TASK BRIEF.
Pull every line that holds the word "left" from the entries.

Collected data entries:
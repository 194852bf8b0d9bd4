use std::path::PathBuf;
use std::sync::Arc;
use std::time::Duration;

use anyhow::Result;
use clap::Parser;
use surge_core::{ChannelStatus, Config};
use surge_source::FileSource;
use surge_store::ChannelStore;
use tokio::sync::Mutex;
use tracing_subscriber::{EnvFilter, fmt, prelude::*};

#[derive(Parser, Debug)]
#[command(name = "surge")]
#[command(author, version, about = "Lightning channel balances in your terminal")]
struct Cli {
    /// Enable verbose logging
    #[arg(short, long, action = clap::ArgAction::Count)]
    verbose: u8,

    #[command(subcommand)]
    command: Commands,
}

#[derive(clap::Subcommand, Debug)]
enum Commands {
    /// Fetch the channel list once and print it
    List {
        /// Path to an `lncli listchannels` JSON dump
        #[arg(short, long)]
        file: PathBuf,
    },
    /// Refresh the channel list on an interval
    Watch {
        /// Path to an `lncli listchannels` JSON dump
        #[arg(short, long)]
        file: PathBuf,
        /// Seconds between refreshes (defaults to the config value)
        #[arg(short, long)]
        interval: Option<u64>,
    },
}

fn setup_logging(verbosity: u8) {
    let filter = match verbosity {
        0 => "warn",
        1 => "info",
        2 => "debug",
        _ => "trace",
    };

    tracing_subscriber::registry()
        .with(fmt::layer())
        .with(EnvFilter::new(filter))
        .init();
}

#[tokio::main]
async fn main() -> Result<()> {
    let cli = Cli::parse();
    setup_logging(cli.verbose);

    let config = Config::load()?;

    match cli.command {
        Commands::List { file } => {
            let mut store = new_store(file, &config);
            store.refresh().await?;
            print_channels(&store);
        }
        Commands::Watch { file, interval } => {
            let secs = interval.unwrap_or(config.poll_interval_secs);
            watch(new_store(file, &config), Duration::from_secs(secs)).await?;
        }
    }

    Ok(())
}

fn new_store(file: PathBuf, config: &Config) -> ChannelStore {
    ChannelStore::with_thresholds(Box::new(FileSource::new(file)), config.thresholds)
}

/// Refresh and reprint until ctrl-c.
async fn watch(store: ChannelStore, interval: Duration) -> Result<()> {
    let store = Arc::new(Mutex::new(store));
    let mut ticker = tokio::time::interval(interval);
    ticker.set_missed_tick_behavior(tokio::time::MissedTickBehavior::Skip);

    loop {
        tokio::select! {
            _ = ticker.tick() => {
                let mut store = store.lock().await;
                match store.refresh().await {
                    Ok(summary) => {
                        print_channels(&store);
                        println!(
                            "({} new, {} updated, {} removed, {} rejected)\n",
                            summary.inserted, summary.updated, summary.removed, summary.rejected
                        );
                    }
                    Err(err) => eprintln!("refresh failed: {err}"),
                }
            }
            _ = tokio::signal::ctrl_c() => {
                tracing::info!("shutting down");
                break;
            }
        }
    }

    Ok(())
}

fn print_channels(store: &ChannelStore) {
    println!(
        "  {:>12}  {:>12}  {:>8}  {:^17}  {:>12}",
        "CAN RECEIVE", "CAN SEND", "UPTIME %", "PEER", "CAPACITY"
    );

    for channel in store.collection().sorted_channels() {
        println!(
            "{} {:>12}  {:>12}  {:>8.1}  {:^17}  {:>12}",
            status_dot(channel.status()),
            channel.remote_balance,
            channel.local_balance,
            channel.uptime_percent,
            ellipse_inside(&channel.remote_pubkey),
            channel.capacity
        );
    }

    println!();
    println!("total inbound:  {} sats", store.total_inbound());
    println!("total outbound: {} sats", store.total_outbound());
}

const fn status_dot(status: ChannelStatus) -> char {
    match status {
        ChannelStatus::Inactive => '○',
        ChannelStatus::Bad => '✗',
        ChannelStatus::Warn => '!',
        ChannelStatus::Good => '●',
    }
}

/// Shorten a pubkey to its ends, e.g. `0270685...caaab7b`.
fn ellipse_inside(s: &str) -> String {
    if s.len() <= 17 {
        s.to_string()
    } else {
        format!("{}...{}", &s[..7], &s[s.len() - 7..])
    }
}

#[cfg(test)]
mod tests {
    use super::*;

    #[test]
    fn ellipse_keeps_short_strings() {
        assert_eq!(ellipse_inside("02abc"), "02abc");
    }

    #[test]
    fn ellipse_shortens_pubkeys() {
        let pubkey = "0270685ca81a8e4d4d01beec5781f4cc924684072ae52c507f8ebe9daf0caaab7b";
        assert_eq!(ellipse_inside(pubkey), "0270685...caaab7b");
    }
}
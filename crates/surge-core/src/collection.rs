//! Channel collection and reconciliation.

use std::collections::{HashMap, HashSet};

use crate::channel::{Channel, ChannelRecord};
use crate::config::BalanceThresholds;
use crate::{Error, Result};

/// Counts describing the effect of one reconciliation cycle.
#[derive(Debug, Clone, Copy, Default, PartialEq, Eq)]
pub struct ReconcileSummary {
    /// Channels created for previously-unseen ids.
    pub inserted: usize,
    /// Existing channels updated in place.
    pub updated: usize,
    /// Channels removed because their id left the batch.
    pub removed: usize,
    /// Records rejected by validation.
    pub rejected: usize,
}

/// The set of locally-known channels, keyed by channel id.
///
/// After every reconciliation the key set equals exactly the ids accepted
/// from the latest batch. Map iteration order carries no meaning; ordered
/// consumers use [`ChannelCollection::sorted_channels`].
#[derive(Debug, Clone, Default)]
pub struct ChannelCollection {
    channels: HashMap<String, Channel>,
    thresholds: BalanceThresholds,
}

impl ChannelCollection {
    /// Create an empty collection with default thresholds.
    pub fn new() -> Self {
        Self::default()
    }

    /// Create an empty collection with custom balance thresholds.
    pub fn with_thresholds(thresholds: BalanceThresholds) -> Self {
        Self {
            channels: HashMap::new(),
            thresholds,
        }
    }

    /// Merge a freshly fetched batch into the collection.
    ///
    /// Existing channels are mutated field-by-field rather than replaced,
    /// so references held by consumers stay stable across cycles. Unseen
    /// ids are inserted, ids absent from the batch are removed, and
    /// records that fail validation are skipped and counted in the
    /// summary without touching the collection.
    ///
    /// A duplicate id within one batch is fatal for the cycle: the error
    /// is returned before any mutation and the collection keeps its
    /// previous state. Reconciling the same batch twice is a no-op for
    /// the resulting state.
    pub fn reconcile(
        &mut self,
        records: impl IntoIterator<Item = ChannelRecord>,
    ) -> Result<ReconcileSummary> {
        let records: Vec<ChannelRecord> = records.into_iter().collect();

        // A batch with duplicate ids is ambiguous; refuse it whole.
        let mut seen: HashSet<&str> = HashSet::with_capacity(records.len());
        for record in &records {
            if !seen.insert(record.id.as_str()) {
                return Err(Error::DuplicateChannel(record.id.clone()));
            }
        }

        let mut summary = ReconcileSummary::default();
        let mut accepted: HashSet<String> = HashSet::with_capacity(records.len());

        for record in records {
            if let Err(err) = record.validate() {
                tracing::warn!("rejecting channel record: {err}");
                summary.rejected += 1;
                continue;
            }

            accepted.insert(record.id.clone());
            if let Some(existing) = self.channels.get_mut(&record.id) {
                existing.apply(record, self.thresholds);
                summary.updated += 1;
            } else {
                let channel = Channel::from_record(record, self.thresholds);
                self.channels.insert(channel.id.clone(), channel);
                summary.inserted += 1;
            }
        }

        // Drop channels the node no longer reports.
        let stale: Vec<String> = self
            .channels
            .keys()
            .filter(|id| !accepted.contains(*id))
            .cloned()
            .collect();
        for id in stale {
            self.channels.remove(&id);
            summary.removed += 1;
        }

        Ok(summary)
    }

    /// Channels sorted by balance percent descending, id ascending on ties.
    ///
    /// A fresh snapshot is computed on every call.
    pub fn sorted_channels(&self) -> Vec<&Channel> {
        let mut channels: Vec<&Channel> = self.channels.values().collect();
        channels.sort_by(|a, b| {
            b.balance_percent
                .total_cmp(&a.balance_percent)
                .then_with(|| a.id.cmp(&b.id))
        });
        channels
    }

    /// Sum of remote balances over all channels (satoshis).
    pub fn total_inbound(&self) -> u64 {
        self.channels.values().map(|c| c.remote_balance).sum()
    }

    /// Sum of local balances over all channels (satoshis).
    pub fn total_outbound(&self) -> u64 {
        self.channels.values().map(|c| c.local_balance).sum()
    }

    /// Look up a channel by id.
    pub fn get(&self, id: &str) -> Option<&Channel> {
        self.channels.get(id)
    }

    /// Number of channels currently held.
    pub fn len(&self) -> usize {
        self.channels.len()
    }

    /// Whether the collection is empty.
    pub fn is_empty(&self) -> bool {
        self.channels.is_empty()
    }

    /// Iterate over the channels in unspecified order.
    pub fn iter(&self) -> impl Iterator<Item = &Channel> {
        self.channels.values()
    }
}
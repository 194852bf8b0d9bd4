//! The channel source trait and in-memory source.

use std::collections::VecDeque;

use async_trait::async_trait;
use surge_core::{ChannelRecord, Error, Result};
use tokio::sync::Mutex;

/// A collaborator that can produce the node's current channel list.
///
/// Transport, authentication and retry policy live behind this trait; the
/// store only consumes the materialized batch.
#[async_trait]
pub trait ChannelSource: Send + Sync {
    /// Short name for log output.
    fn name(&self) -> &str;

    /// Fetch the current channel list.
    async fn list_channels(&self) -> Result<Vec<ChannelRecord>>;
}

/// A source that serves pre-built batches from memory.
///
/// Each fetch returns the next queued batch; once a single batch remains
/// it is served repeatedly. Useful for tests and demos.
pub struct StaticSource {
    batches: Mutex<VecDeque<Vec<ChannelRecord>>>,
}

impl StaticSource {
    /// Create a source over a sequence of batches.
    pub fn new(batches: Vec<Vec<ChannelRecord>>) -> Self {
        Self {
            batches: Mutex::new(batches.into()),
        }
    }

    /// Create a source that always serves the same batch.
    pub fn single(batch: Vec<ChannelRecord>) -> Self {
        Self::new(vec![batch])
    }
}

#[async_trait]
impl ChannelSource for StaticSource {
    fn name(&self) -> &str {
        "static"
    }

    async fn list_channels(&self) -> Result<Vec<ChannelRecord>> {
        let mut batches = self.batches.lock().await;
        if batches.len() > 1 {
            Ok(batches.pop_front().unwrap_or_default())
        } else {
            batches
                .front()
                .cloned()
                .ok_or_else(|| Error::Source("static source has no batches".to_string()))
        }
    }
}

#[cfg(test)]
mod tests {
    use super::*;

    fn record(id: &str) -> ChannelRecord {
        ChannelRecord {
            id: id.to_string(),
            remote_balance: 70,
            local_balance: 30,
            capacity: 100,
            active: true,
            uptime_percent: 100.0,
            remote_pubkey: "02".repeat(33),
        }
    }

    #[tokio::test]
    async fn static_source_advances_then_repeats() {
        let source = StaticSource::new(vec![vec![record("a")], vec![record("b")]]);

        assert_eq!(source.list_channels().await.unwrap()[0].id, "a");
        assert_eq!(source.list_channels().await.unwrap()[0].id, "b");
        assert_eq!(source.list_channels().await.unwrap()[0].id, "b");
    }

    #[tokio::test]
    async fn empty_static_source_errors() {
        let source = StaticSource::new(vec![]);
        assert!(source.list_channels().await.is_err());
    }
}
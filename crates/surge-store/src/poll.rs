//! Interval polling for the channel store.

use std::sync::Arc;
use std::time::Duration;

use tokio::sync::{Mutex, watch};
use tracing::{debug, warn};

use crate::ChannelStore;

/// Drive [`ChannelStore::refresh`] on a fixed interval.
///
/// The store mutex is held for the duration of each cycle, so at most
/// one reconciliation is in flight at a time. A failed fetch is logged
/// and the loop waits for the next tick; the tick cadence is the retry
/// policy. The loop exits once `shutdown` observes `true`.
pub async fn poll(
    store: Arc<Mutex<ChannelStore>>,
    interval: Duration,
    mut shutdown: watch::Receiver<bool>,
) {
    let mut ticker = tokio::time::interval(interval);
    ticker.set_missed_tick_behavior(tokio::time::MissedTickBehavior::Skip);

    loop {
        tokio::select! {
            _ = ticker.tick() => {
                let mut store = store.lock().await;
                match store.refresh().await {
                    Ok(summary) => debug!(?summary, "reconcile cycle complete"),
                    Err(err) => warn!("channel refresh failed: {err}"),
                }
            }
            changed = shutdown.changed() => {
                // A dropped sender also ends the loop.
                if changed.is_err() || *shutdown.borrow() {
                    debug!("poll loop shutting down");
                    break;
                }
            }
        }
    }
}
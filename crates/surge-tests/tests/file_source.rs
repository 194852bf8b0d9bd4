//! Integration tests for the file-backed channel source.

use std::path::PathBuf;

use anyhow::Result;
use surge_source::FileSource;
use surge_store::ChannelStore;

const FIRST_DUMP: &str = r#"{
    "channels": [
        {
            "active": true,
            "remote_pubkey": "0270685ca81a8e4d4d01beec5781f4cc924684072ae52c507f8ebe9daf0caaab7b",
            "chan_id": "124244814004224",
            "capacity": "1000000",
            "local_balance": "600000",
            "remote_balance": "400000",
            "uptime": "950",
            "lifetime": "1000"
        },
        {
            "active": false,
            "remote_pubkey": "03c3d14714b78f03fd6ea4997c2b540a4139258249ea1d625c03b68bb82f85d0ea",
            "chan_id": "124244814004225",
            "capacity": "500000",
            "local_balance": "100000",
            "remote_balance": "400000",
            "uptime": "100",
            "lifetime": "1000"
        }
    ]
}"#;

const SECOND_DUMP: &str = r#"{
    "channels": [
        {
            "active": true,
            "remote_pubkey": "0270685ca81a8e4d4d01beec5781f4cc924684072ae52c507f8ebe9daf0caaab7b",
            "chan_id": "124244814004224",
            "capacity": "1000000",
            "local_balance": "250000",
            "remote_balance": "750000",
            "uptime": "990",
            "lifetime": "1040"
        }
    ]
}"#;

fn dump_path(name: &str) -> PathBuf {
    std::env::temp_dir().join(format!("surge-{}-{}.json", name, std::process::id()))
}

#[tokio::test]
async fn test_file_source_drives_full_cycle() -> Result<()> {
    println!("\nTesting fetch/reconcile from a channel dump on disk...");

    let path = dump_path("cycle");
    std::fs::write(&path, FIRST_DUMP)?;

    let mut store = ChannelStore::new(Box::new(FileSource::new(path.clone())));

    println!("  - First refresh...");
    let summary = store.refresh().await?;
    assert_eq!(summary.inserted, 2);
    assert_eq!(store.total_outbound(), 700_000);
    assert_eq!(store.total_inbound(), 800_000);
    assert_eq!(store.get("124244814004224").unwrap().uptime_percent, 95.0);

    println!("  - Second refresh after the dump changed...");
    std::fs::write(&path, SECOND_DUMP)?;
    let summary = store.refresh().await?;
    assert_eq!(summary.updated, 1);
    assert_eq!(summary.removed, 1);
    assert_eq!(store.collection().len(), 1);
    assert_eq!(store.get("124244814004224").unwrap().local_balance, 250_000);

    std::fs::remove_file(&path).ok();
    println!("  ✓ dump-driven cycles reconciled");
    Ok(())
}

#[tokio::test]
async fn test_missing_dump_surfaces_an_error() -> Result<()> {
    println!("\nTesting a missing channel dump...");

    let path = dump_path("missing");
    let mut store = ChannelStore::new(Box::new(FileSource::new(path)));

    assert!(store.refresh().await.is_err());
    assert!(store.collection().is_empty());

    println!("  ✓ refresh failed without corrupting state");
    Ok(())
}
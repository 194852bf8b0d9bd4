//! Core channel state for Surge.
//!
//! This crate provides the channel data model, the reconciliation engine
//! that merges node-reported batches into long-lived local state, and the
//! aggregate views derived from that state.

mod channel;
mod collection;
mod config;
mod error;

pub use channel::{BalanceLevel, Channel, ChannelRecord, ChannelStatus};
pub use collection::{ChannelCollection, ReconcileSummary};
pub use config::{BalanceThresholds, Config};
pub use error::{Error, Result};
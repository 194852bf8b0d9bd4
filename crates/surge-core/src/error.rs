//! Error types for Surge.

use thiserror::Error;

/// Result type alias using [`Error`].
pub type Result<T> = std::result::Result<T, Error>;

/// Errors that can occur in Surge.
#[derive(Debug, Error)]
pub enum Error {
    /// A channel record failed domain validation.
    #[error("invalid channel record {id}: {reason}")]
    InvalidRecord {
        /// Identifier of the offending record.
        id: String,
        /// The violated invariant.
        reason: String,
    },

    /// The same channel id appeared more than once in a single batch.
    #[error("duplicate channel id in batch: {0}")]
    DuplicateChannel(String),

    /// Channel source error.
    #[error("source error: {0}")]
    Source(String),

    /// Configuration error.
    #[error("config error: {0}")]
    Config(String),

    /// IO error.
    #[error("io error: {0}")]
    Io(#[from] std::io::Error),

    /// Serialization error.
    #[error("serialization error: {0}")]
    Serialization(#[from] serde_json::Error),
}
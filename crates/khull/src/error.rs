//! Error types for hull reconstruction.

use thiserror::Error;

/// Errors that can occur during hull reconstruction.
///
/// Everything else (dead ends, incomplete coverage, the neighbor-count
/// ceiling, the iteration ceiling) degrades to a best-effort hull instead
/// of failing.
#[derive(Error, Debug, Clone, PartialEq, Eq)]
pub enum HullError {
    /// The input cloud has no points.
    #[error("point cloud is empty")]
    EmptyCloud,

    /// The angle sort left no admissible candidate direction at all.
    #[error("no admissible candidate direction from dataset point {vertex}")]
    NoAdmissibleCandidates {
        /// Dataset index of the point the walk was stuck at.
        vertex: usize,
    },
}

/// Result type for hull operations.
pub type Result<T> = std::result::Result<T, HullError>;
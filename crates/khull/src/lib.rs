#![warn(missing_docs)]

//! K-nearest-neighbors concave hull reconstruction for 2D point clouds.
//!
//! Implements the approach of Moreira and Santos ("Concave Hull: A
//! K-nearest Neighbours Approach for the Computation of the Region
//! Occupied by a Set of Points"): starting from the lowest point, the
//! boundary grows by jumping to the best of the k nearest unvisited
//! points, and backtracks to a larger k whenever it would self-intersect
//! or fails to enclose the whole cloud. The result may have concavities,
//! unlike a convex hull, at the price of retry-driven coarsening on
//! difficult clouds.
//!
//! # Example
//!
//! ```
//! use khull::{concave_hull, HullSettings};
//! use khull_cloud::PointCloud;
//! use khull_math::Point2;
//!
//! let cloud = PointCloud::from_points(&[
//!     Point2::new(0.0, 0.0),
//!     Point2::new(1.0, 0.0),
//!     Point2::new(1.0, 1.0),
//!     Point2::new(0.0, 1.0),
//! ]);
//! let hull = concave_hull(&cloud, &HullSettings::default())?;
//! assert_eq!(hull.len(), 4);
//! # Ok::<(), khull::HullError>(())
//! ```

pub mod error;
pub mod hull;
pub mod polygon;

pub use error::{HullError, Result};
pub use hull::{concave_hull, K_LIMIT};
pub use polygon::{segment_intersection, Polygon};

use khull_math::Tolerance;
use serde::{Deserialize, Serialize};

/// Hull reconstruction parameters.
#[derive(Debug, Clone, Serialize, Deserialize)]
pub struct HullSettings {
    /// Number of nearest neighbors consulted at each step of the walk.
    /// Values outside `[2, K_LIMIT]` are clamped with a warning.
    pub neighbors: usize,
    /// Linear tolerance for collapsing coincident input points.
    pub tolerance: f64,
    /// Iteration ceiling across all retries (0 = unlimited). Reaching it
    /// halts with the partial hull rather than failing.
    pub max_iterations: usize,
}

impl Default for HullSettings {
    fn default() -> Self {
        Self {
            neighbors: 5,
            tolerance: Tolerance::DEFAULT.linear,
            max_iterations: 0,
        }
    }
}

TASK OUTPUT.
    /// Channels removed because their id left the batch.
    /// The angle sort left no admissible candidate direction at all.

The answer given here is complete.